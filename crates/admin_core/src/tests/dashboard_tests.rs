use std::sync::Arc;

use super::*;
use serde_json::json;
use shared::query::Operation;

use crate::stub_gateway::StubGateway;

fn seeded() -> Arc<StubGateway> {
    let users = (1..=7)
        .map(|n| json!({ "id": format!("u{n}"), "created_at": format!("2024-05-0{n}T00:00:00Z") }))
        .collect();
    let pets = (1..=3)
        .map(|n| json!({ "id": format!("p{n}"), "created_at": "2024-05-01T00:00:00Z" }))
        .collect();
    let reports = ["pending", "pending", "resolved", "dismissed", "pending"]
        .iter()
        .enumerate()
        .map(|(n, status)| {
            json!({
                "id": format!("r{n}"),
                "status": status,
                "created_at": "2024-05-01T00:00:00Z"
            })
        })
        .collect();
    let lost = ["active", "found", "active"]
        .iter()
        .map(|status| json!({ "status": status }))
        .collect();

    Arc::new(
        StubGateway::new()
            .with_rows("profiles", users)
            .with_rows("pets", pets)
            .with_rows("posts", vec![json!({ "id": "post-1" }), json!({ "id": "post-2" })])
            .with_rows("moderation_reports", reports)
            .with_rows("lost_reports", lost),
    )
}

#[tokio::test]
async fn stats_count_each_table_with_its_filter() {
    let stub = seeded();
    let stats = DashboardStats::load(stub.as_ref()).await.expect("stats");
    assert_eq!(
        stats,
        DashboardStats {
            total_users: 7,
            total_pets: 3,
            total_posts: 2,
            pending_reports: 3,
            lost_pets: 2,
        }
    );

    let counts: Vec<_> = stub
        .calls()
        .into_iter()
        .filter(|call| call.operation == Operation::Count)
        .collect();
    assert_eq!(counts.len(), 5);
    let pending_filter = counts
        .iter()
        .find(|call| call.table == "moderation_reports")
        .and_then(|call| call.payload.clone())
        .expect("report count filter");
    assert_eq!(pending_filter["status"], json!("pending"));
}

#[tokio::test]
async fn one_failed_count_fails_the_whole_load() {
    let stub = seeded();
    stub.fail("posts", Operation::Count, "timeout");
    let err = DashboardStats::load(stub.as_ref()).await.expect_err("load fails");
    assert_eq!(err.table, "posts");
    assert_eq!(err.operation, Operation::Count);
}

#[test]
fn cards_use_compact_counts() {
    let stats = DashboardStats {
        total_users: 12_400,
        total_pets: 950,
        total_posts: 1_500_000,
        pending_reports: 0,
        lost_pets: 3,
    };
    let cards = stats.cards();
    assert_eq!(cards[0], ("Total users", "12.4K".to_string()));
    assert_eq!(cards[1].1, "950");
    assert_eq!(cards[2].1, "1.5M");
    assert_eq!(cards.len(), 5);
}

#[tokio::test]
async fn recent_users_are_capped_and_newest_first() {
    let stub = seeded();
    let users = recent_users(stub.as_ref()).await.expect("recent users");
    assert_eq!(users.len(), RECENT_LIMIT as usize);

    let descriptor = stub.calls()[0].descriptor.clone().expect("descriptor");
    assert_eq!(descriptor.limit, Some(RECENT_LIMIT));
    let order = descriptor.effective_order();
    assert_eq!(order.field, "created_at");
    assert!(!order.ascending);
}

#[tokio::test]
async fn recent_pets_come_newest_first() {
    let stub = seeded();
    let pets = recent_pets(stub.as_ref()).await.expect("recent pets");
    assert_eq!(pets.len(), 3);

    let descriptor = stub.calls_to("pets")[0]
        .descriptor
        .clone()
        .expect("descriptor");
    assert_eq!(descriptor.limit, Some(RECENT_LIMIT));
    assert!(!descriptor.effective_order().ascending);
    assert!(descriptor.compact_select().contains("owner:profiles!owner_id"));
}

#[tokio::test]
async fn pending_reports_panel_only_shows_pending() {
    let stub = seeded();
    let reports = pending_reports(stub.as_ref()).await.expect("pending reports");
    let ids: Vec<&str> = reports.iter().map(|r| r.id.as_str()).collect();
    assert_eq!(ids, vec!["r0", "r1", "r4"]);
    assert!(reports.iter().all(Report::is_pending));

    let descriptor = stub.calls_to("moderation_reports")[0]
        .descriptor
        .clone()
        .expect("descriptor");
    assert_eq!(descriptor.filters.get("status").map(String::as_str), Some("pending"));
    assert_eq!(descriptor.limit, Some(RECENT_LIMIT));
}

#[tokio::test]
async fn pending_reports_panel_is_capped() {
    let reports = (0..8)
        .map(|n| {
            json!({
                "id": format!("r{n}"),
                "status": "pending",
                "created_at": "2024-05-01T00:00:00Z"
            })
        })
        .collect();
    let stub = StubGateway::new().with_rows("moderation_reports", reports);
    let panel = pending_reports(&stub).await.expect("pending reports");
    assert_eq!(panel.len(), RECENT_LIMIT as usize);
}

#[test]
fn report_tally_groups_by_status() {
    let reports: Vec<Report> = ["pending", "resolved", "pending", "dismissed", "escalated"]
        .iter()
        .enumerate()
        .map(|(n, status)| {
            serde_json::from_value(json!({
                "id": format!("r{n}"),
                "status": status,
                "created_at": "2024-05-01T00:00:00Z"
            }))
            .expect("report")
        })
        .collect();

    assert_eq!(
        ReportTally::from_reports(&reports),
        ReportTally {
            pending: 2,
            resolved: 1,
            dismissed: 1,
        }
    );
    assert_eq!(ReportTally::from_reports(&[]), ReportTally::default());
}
───
• [Task brief]:
Having read the records, return each one exactly.

• [Solution to this task]:
filename crates/admin_core/src/tests/dashboard_tests.rs
use std::sync::Arc;

use super::*;
use serde_json::json;
use shared::query::Operation;

use crate::stub_gateway::StubGateway;

fn seeded() -> Arc<StubGateway> {
    let users = (1..=7)
        .map(|n| json!({ "id": format!("u{n}"), "created_at": format!("2024-05-0{n}T00:00:00Z") }))
        .collect();
    let pets = (1..=3)
        .map(|n| json!({ "id": format!("p{n}"), "created_at": "2024-05-01T00:00:00Z" }))
        .collect();
    let reports = ["pending", "pending", "resolved", "dismissed", "pending"]
        .iter()
        .enumerate()
        .map(|(n, status)| {
            json!({
                "id": format!("r{n}"),
                "status": status,
                "created_at": "2024-05-01T00:00:00Z"
            })
        })
        .collect();
    let lost = ["active", "found", "active"]
        .iter()
        .map(|status| json!({ "status": status }))
        .collect();

    Arc::new(
        StubGateway::new()
            .with_rows("profiles", users)
            .with_rows("pets", pets)
            .with_rows("posts", vec![json!({ "id": "post-1" }), json!({ "id": "post-2" })])
            .with_rows("moderation_reports", reports)
            .with_rows("lost_reports", lost),
    )
}

#[tokio::test]
async fn stats_count_each_table_with_its_filter() {
    let stub = seeded();
    let stats = DashboardStats::load(stub.as_ref()).await.expect("stats");
    assert_eq!(
        stats,
        DashboardStats {
            total_users: 7,
            total_pets: 3,
            total_posts: 2,
            pending_reports: 3,
            lost_pets: 2,
        }
    );

    let counts: Vec<_> = stub
        .calls()
        .into_iter()
        .filter(|call| call.operation == Operation::Count)
        .collect();
    assert_eq!(counts.len(), 5);
    let pending_filter = counts
        .iter()
        .find(|call| call.table == "moderation_reports")
        .and_then(|call| call.payload.clone())
        .expect("report count filter");
    assert_eq!(pending_filter["status"], json!("pending"));
}

#[tokio::test]
async fn one_failed_count_fails_the_whole_load() {
    let stub = seeded();
    stub.fail("posts", Operation::Count, "timeout");
    let err = DashboardStats::load(stub.as_ref()).await.expect_err("load fails");
    assert_eq!(err.table, "posts");
    assert_eq!(err.operation, Operation::Count);
}

#[test]
fn cards_use_compact_counts() {
    let stats = DashboardStats {
        total_users: 12_400,
        total_pets: 950,
        total_posts: 1_500_000,
        pending_reports: 0,
        lost_pets: 3,
    };
    let cards = stats.cards();
    assert_eq!(cards[0], ("Total users", "12.4K".to_string()));
    assert_eq!(cards[1].1, "950");
    assert_eq!(cards[2].1, "1.5M");
    assert_eq!(cards.len(), 5);
}

#[tokio::test]
async fn recent_users_are_capped_and_newest_first() {
    let stub = seeded();
    let users = recent_users(stub.as_ref()).await.expect("recent users");
    assert_eq!(users.len(), RECENT_LIMIT as usize);

    let descriptor = stub.calls()[0].descriptor.clone().expect("descriptor");
    assert_eq!(descriptor.limit, Some(RECENT_LIMIT));
    let order = descriptor.effective_order();
    assert_eq!(order.field, "created_at");
    assert!(!order.ascending);
}

#[tokio::test]
async fn recent_pets_come_newest_first() {
    let stub = seeded();
    let pets = recent_pets(stub.as_ref()).await.expect("recent pets");
    assert_eq!(pets.len(), 3);

    let descriptor = stub.calls_to("pets")[0]
        .descriptor
        .clone()
        .expect("descriptor");
    assert_eq!(descriptor.limit, Some(RECENT_LIMIT));
    assert!(!descriptor.effective_order().ascending);
    assert!(descriptor.compact_select().contains("owner:profiles!owner_id"));
}

#[tokio::test]
async fn pending_reports_panel_only_shows_pending() {
    let stub = seeded();
    let reports = pending_reports(stub.as_ref()).await.expect("pending reports");
    let ids: Vec<&str> = reports.iter().map(|r| r.id.as_str()).collect();
    assert_eq!(ids, vec!["r0", "r1", "r4"]);
    assert!(reports.iter().all(Report::is_pending));

    let descriptor = stub.calls_to("moderation_reports")[0]
        .descriptor
        .clone()
        .expect("descriptor");
    assert_eq!(descriptor.filters.get("status").map(String::as_str), Some("pending"));
    assert_eq!(descriptor.limit, Some(RECENT_LIMIT));
}

#[tokio::test]
async fn pending_reports_panel_is_capped() {
    let reports = (0..8)
        .map(|n| {
            json!({
                "id": format!("r{n}"),
                "status": "pending",
                "created_at": "2024-05-01T00:00:00Z"
            })
        })
        .collect();
    let stub = StubGateway::new().with_rows("moderation_reports", reports);
    let panel = pending_reports(&stub).await.expect("pending reports");
    assert_eq!(panel.len(), RECENT_LIMIT as usize);
}

#[test]
fn report_tally_groups_by_status() {
    let reports: Vec<Report> = ["pending", "resolved", "pending", "dismissed", "escalated"]
        .iter()
        .enumerate()
        .map(|(n, status)| {
            serde_json::from_value(json!({
                "id": format!("r{n}"),
                "status": status,
                "created_at": "2024-05-01T00:00:00Z"
            }))
            .expect("report")
        })
        .collect();

    assert_eq!(
        ReportTally::from_reports(&reports),
        ReportTally {
            pending: 2,
            resolved: 1,
            dismissed: 1,
        }
    );
    assert_eq!(ReportTally::from_reports(&[]), ReportTally::default());
}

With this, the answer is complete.